Wet shelter opens in Montreal so alcoholics without home can get help

·3 min read
An Old Brewery Mission 'wet shelter' participant accepts his one drink per hour on Wednesday in Montreal. (CBC - image credit)
An Old Brewery Mission 'wet shelter' participant accepts his one drink per hour on Wednesday in Montreal. (CBC - image credit)

When staff at Montreal's Old Brewery Mission crack open a cold can of beer and pour it into a glass, Stéphane Lapointe knows it will be his last drink for at least an hour.

"All my thoughts were to find money to drink more, but now I don't need to do that anymore," he said.

Lapointe is one of three participants enrolled in the new supervised alcohol consumption service provided by the shelter.

Known as a "wet shelter," the new service opened about six weeks ago. It was established by the mission in partnership with the regional health authority. To get into this one, users must meet specific criteria, like having a history of failed treatment for alcohol addiction.

Co-ordinator Letisha Grenier said alcoholism is not an addiction to take lightly.

"It's something to make yourself feel better no matter what kind of drug it is, whether it's cigarettes, alcohol, heroin, it's all the same thing," said Grenier.

"The difference is that alcohol is the most dangerous drug for the withdrawal symptoms. You can die from withdrawal."

The mission is aiming to provide the service to 30 participants at a time. The hope is that by offering a safe, predictable way to manage the participants' needs, they'll have more time and energy to improve their lives in other ways with the support services provided by mission staff.

Old Brewery's president and CEO, James Hughes, said many people experiencing homelessness have medical issues and alcoholism is one of them.

"We see it all the time in the shelter system, not just here at the Old Brewery but all the other facilities as well," he said. "Alcoholism is a very, very dangerous medical condition."

The mission and homeless advocates have been pushing for a wet shelter for years, saying too many people get turned away from shelters because they consume drugs or alcohol.


The wet shelter provides a limited amount of alcohol at a time, preventing participants from binge drinking and easing them into a routine that doesn't involve large amounts of alcohol all the time. Hughes said for some it may take weeks or months to get to a better place, but it's possible to quickly see the results as participants pull away from heavy drinking.

"Skin colour is already changing," said Hughes. "It's just wonderful to see and we hope that we can offer that to literally dozens if not hundreds of people over the years ahead."

Quebec is the sixth province to offer a supervised consumption service like this, said Hughes. This kind of shelter already exists in Ottawa and Toronto.

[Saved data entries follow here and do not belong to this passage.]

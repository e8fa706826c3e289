use std::fmt;

use serde::{Deserialize, Serialize};

use crate::core::axis::Axis;
use crate::core::types::{PlotRect, ScreenPoint, ScreenVector};
use crate::error::PlotResult;
use crate::render::clipping::clip_polyline;
use crate::render::{
    Color, LineStyle, RenderContext, StrokeStyle, TextHAlign, TextStyle, TextVAlign,
};
use crate::series::{AxisBinding, SeriesAxes};

/// Whether an annotation is drawn before or after the series.
#[derive(Debug, Clone, Copy, PartialEq, Eq, Default, Serialize, Deserialize)]
pub enum AnnotationLayer {
    BelowSeries,
    #[default]
    AboveSeries,
}

/// Decoration bound to a pair of axes by key.
pub trait Annotation: fmt::Debug {
    fn layer(&self) -> AnnotationLayer {
        AnnotationLayer::AboveSeries
    }

    fn axis_binding(&self) -> AxisBinding;

    fn render(&self, ctx: &mut dyn RenderContext, axes: &SeriesAxes<'_>) -> PlotResult<()>;
}

/// Data interval `[low, high]` visible on `axis`, narrowed by optional
/// NaN-means-open bounds.
fn visible_interval(axis: &Axis, lower: f64, upper: f64) -> (f64, f64) {
    let mut low = axis.actual_minimum();
    let mut high = axis.actual_maximum();
    if lower.is_finite() {
        low = low.max(lower);
    }
    if upper.is_finite() {
        high = high.min(upper);
    }
    (low, high)
}

/// Geometry of a [`LineAnnotation`].
#[derive(Debug, Clone, Copy, PartialEq, Serialize, Deserialize)]
pub enum LineAnnotationType {
    /// `y = value` across the x-axis.
    Horizontal(f64),
    /// `x = value` across the y-axis.
    Vertical(f64),
    /// `y = slope * x + intercept`.
    LinearEquation { slope: f64, intercept: f64 },
}

/// Straight line in data space, clipped to the plot area.
#[derive(Debug, Clone, PartialEq)]
pub struct LineAnnotation {
    pub line_type: LineAnnotationType,
    pub x_axis_key: Option<String>,
    pub y_axis_key: Option<String>,
    /// Open bounds (NaN) extend to the axis range.
    pub minimum_x: f64,
    pub maximum_x: f64,
    pub minimum_y: f64,
    pub maximum_y: f64,
    pub color: Color,
    pub thickness: f64,
    pub line_style: LineStyle,
    pub text: Option<String>,
    pub font_size: f64,
    pub layer: AnnotationLayer,
}

impl LineAnnotation {
    #[must_use]
    pub fn new(line_type: LineAnnotationType) -> Self {
        Self {
            line_type,
            x_axis_key: None,
            y_axis_key: None,
            minimum_x: f64::NAN,
            maximum_x: f64::NAN,
            minimum_y: f64::NAN,
            maximum_y: f64::NAN,
            color: Color::rgb(0.0, 0.0, 1.0),
            thickness: 1.0,
            line_style: LineStyle::Dash,
            text: None,
            font_size: 12.0,
            layer: AnnotationLayer::AboveSeries,
        }
    }

    #[must_use]
    pub fn horizontal(y: f64) -> Self {
        Self::new(LineAnnotationType::Horizontal(y))
    }

    #[must_use]
    pub fn vertical(x: f64) -> Self {
        Self::new(LineAnnotationType::Vertical(x))
    }

    #[must_use]
    pub fn linear_equation(slope: f64, intercept: f64) -> Self {
        Self::new(LineAnnotationType::LinearEquation { slope, intercept })
    }

    #[must_use]
    pub fn with_text(mut self, text: impl Into<String>) -> Self {
        self.text = Some(text.into());
        self
    }

    #[must_use]
    pub fn with_stroke(mut self, color: Color, thickness: f64, line_style: LineStyle) -> Self {
        self.color = color;
        self.thickness = thickness;
        self.line_style = line_style;
        self
    }

    #[must_use]
    pub fn with_layer(mut self, layer: AnnotationLayer) -> Self {
        self.layer = layer;
        self
    }

    #[must_use]
    pub fn with_axis_keys(mut self, x_axis_key: impl Into<String>, y_axis_key: impl Into<String>) -> Self {
        self.x_axis_key = Some(x_axis_key.into());
        self.y_axis_key = Some(y_axis_key.into());
        self
    }

    /// Screen polyline for the line over the visible part of both axes.
    fn screen_points(&self, axes: &SeriesAxes<'_>) -> PlotResult<Vec<ScreenPoint>> {
        let (x_axis, y_axis) = axes.xy()?;
        let (x_low, x_high) = visible_interval(x_axis, self.minimum_x, self.maximum_x);
        let (y_low, y_high) = visible_interval(y_axis, self.minimum_y, self.maximum_y);

        let data: Vec<(f64, f64)> = match self.line_type {
            LineAnnotationType::Horizontal(y) => vec![(x_low, y), (x_high, y)],
            LineAnnotationType::Vertical(x) => vec![(x, y_low), (x, y_high)],
            LineAnnotationType::LinearEquation { slope, intercept } => {
                // Straight only when both axes are linear; sample otherwise.
                let samples = if x_axis.is_logarithmic() || y_axis.is_logarithmic() {
                    200
                } else {
                    1
                };
                (0..=samples)
                    .map(|step| {
                        let x = x_low + (x_high - x_low) * step as f64 / samples as f64;
                        (x, slope * x + intercept)
                    })
                    .collect()
            }
        };
        Ok(data
            .into_iter()
            .filter_map(|(x, y)| axes.transform(x, y))
            .collect())
    }
}

impl Annotation for LineAnnotation {
    fn layer(&self) -> AnnotationLayer {
        self.layer
    }

    fn axis_binding(&self) -> AxisBinding {
        AxisBinding::xy(self.x_axis_key.as_deref(), self.y_axis_key.as_deref())
    }

    fn render(&self, ctx: &mut dyn RenderContext, axes: &SeriesAxes<'_>) -> PlotResult<()> {
        let points = self.screen_points(axes)?;
        let stroke = StrokeStyle::styled(self.color, self.thickness, self.line_style);
        let pieces = clip_polyline(&points, axes.plot_area);
        for piece in &pieces {
            ctx.draw_line(piece, &stroke);
        }

        if let (Some(text), Some(end)) = (&self.text, pieces.last().and_then(|piece| piece.last())) {
            let style = TextStyle::new(self.font_size, self.color)
                .aligned(TextHAlign::Right, TextVAlign::Bottom);
            ctx.draw_text(*end, text, &style);
        }
        Ok(())
    }
}

/// Filled data-space rectangle; NaN edges extend to the axis range.
#[derive(Debug, Clone, PartialEq)]
pub struct RectangleAnnotation {
    pub x_axis_key: Option<String>,
    pub y_axis_key: Option<String>,
    pub minimum_x: f64,
    pub maximum_x: f64,
    pub minimum_y: f64,
    pub maximum_y: f64,
    pub fill: Color,
    pub stroke: Color,
    pub stroke_thickness: f64,
    pub text: Option<String>,
    pub font_size: f64,
    pub text_color: Color,
    pub layer: AnnotationLayer,
}

impl Default for RectangleAnnotation {
    fn default() -> Self {
        Self::new()
    }
}

impl RectangleAnnotation {
    #[must_use]
    pub fn new() -> Self {
        Self {
            x_axis_key: None,
            y_axis_key: None,
            minimum_x: f64::NAN,
            maximum_x: f64::NAN,
            minimum_y: f64::NAN,
            maximum_y: f64::NAN,
            fill: Color::rgba(0.68, 0.85, 0.90, 0.5),
            stroke: Color::TRANSPARENT,
            stroke_thickness: 0.0,
            text: None,
            font_size: 12.0,
            text_color: Color::BLACK,
            layer: AnnotationLayer::BelowSeries,
        }
    }

    #[must_use]
    pub fn with_x_range(mut self, minimum_x: f64, maximum_x: f64) -> Self {
        self.minimum_x = minimum_x;
        self.maximum_x = maximum_x;
        self
    }

    #[must_use]
    pub fn with_y_range(mut self, minimum_y: f64, maximum_y: f64) -> Self {
        self.minimum_y = minimum_y;
        self.maximum_y = maximum_y;
        self
    }

    #[must_use]
    pub fn with_fill(mut self, fill: Color) -> Self {
        self.fill = fill;
        self
    }

    #[must_use]
    pub fn with_text(mut self, text: impl Into<String>) -> Self {
        self.text = Some(text.into());
        self
    }

    #[must_use]
    pub fn with_layer(mut self, layer: AnnotationLayer) -> Self {
        self.layer = layer;
        self
    }

    /// Screen rectangle clipped to the plot area, if any part is visible.
    #[must_use]
    pub fn screen_rect(&self, axes: &SeriesAxes<'_>) -> Option<PlotRect> {
        let (x_axis, y_axis) = axes.xy().ok()?;
        let (x_low, x_high) = visible_interval(x_axis, self.minimum_x, self.maximum_x);
        let (y_low, y_high) = visible_interval(y_axis, self.minimum_y, self.maximum_y);
        if x_low > x_high || y_low > y_high {
            return None;
        }
        let corner = axes.transform(x_low, y_low)?;
        let opposite = axes.transform(x_high, y_high)?;
        PlotRect::from_points(corner, opposite).intersect(axes.plot_area)
    }
}

impl Annotation for RectangleAnnotation {
    fn layer(&self) -> AnnotationLayer {
        self.layer
    }

    fn axis_binding(&self) -> AxisBinding {
        AxisBinding::xy(self.x_axis_key.as_deref(), self.y_axis_key.as_deref())
    }

    fn render(&self, ctx: &mut dyn RenderContext, axes: &SeriesAxes<'_>) -> PlotResult<()> {
        axes.xy()?;
        let Some(rect) = self.screen_rect(axes) else {
            return Ok(());
        };
        ctx.draw_rectangle(rect, self.fill, &StrokeStyle::solid(self.stroke, self.stroke_thickness));
        if let Some(text) = &self.text {
            let style = TextStyle::new(self.font_size, self.text_color)
                .aligned(TextHAlign::Center, TextVAlign::Middle);
            ctx.draw_text(rect.center(), text, &style);
        }
        Ok(())
    }
}

/// Text anchored at a data point.
#[derive(Debug, Clone, PartialEq)]
pub struct TextAnnotation {
    pub x_axis_key: Option<String>,
    pub y_axis_key: Option<String>,
    pub x: f64,
    pub y: f64,
    pub text: String,
    /// Screen offset from the anchor.
    pub offset: ScreenVector,
    pub style: TextStyle,
    pub layer: AnnotationLayer,
}

impl TextAnnotation {
    #[must_use]
    pub fn new(x: f64, y: f64, text: impl Into<String>) -> Self {
        Self {
            x_axis_key: None,
            y_axis_key: None,
            x,
            y,
            text: text.into(),
            offset: ScreenVector::default(),
            style: TextStyle::new(12.0, Color::BLACK).aligned(TextHAlign::Center, TextVAlign::Bottom),
            layer: AnnotationLayer::AboveSeries,
        }
    }

    #[must_use]
    pub fn with_offset(mut self, offset: ScreenVector) -> Self {
        self.offset = offset;
        self
    }

    #[must_use]
    pub fn with_style(mut self, style: TextStyle) -> Self {
        self.style = style;
        self
    }
}

impl Annotation for TextAnnotation {
    fn layer(&self) -> AnnotationLayer {
        self.layer
    }

    fn axis_binding(&self) -> AxisBinding {
        AxisBinding::xy(self.x_axis_key.as_deref(), self.y_axis_key.as_deref())
    }

    fn render(&self, ctx: &mut dyn RenderContext, axes: &SeriesAxes<'_>) -> PlotResult<()> {
        axes.xy()?;
        if let Some(anchor) = axes.transform(self.x, self.y) {
            if axes.plot_area.contains(anchor) {
                ctx.draw_text(anchor.offset(self.offset), &self.text, &self.style);
            }
        }
        Ok(())
    }
}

The Quebec and Montreal governments announced in 2019 that they would invest $5.45 million into resources for homeless people, and that included a promise to open the city's first wet shelter.

The majority of that funding — $3 million in all — was earmarked for establishing a wet shelter. It was originally slated to open in the spring of 2020. Hughes said the pandemic led to delays as the space originally selected for the project was shut down by public health restrictions.

The program is starting small with men only for the time being and "so far so good," said Hughes. Eventually, the hope is to offer the service to women as well, helping any participant to break their obsession with alcohol and begin rebuilding their lives, he said.

Joining the program is completely voluntary, he said, and participants are "people who really want to get better, but can't do it alone."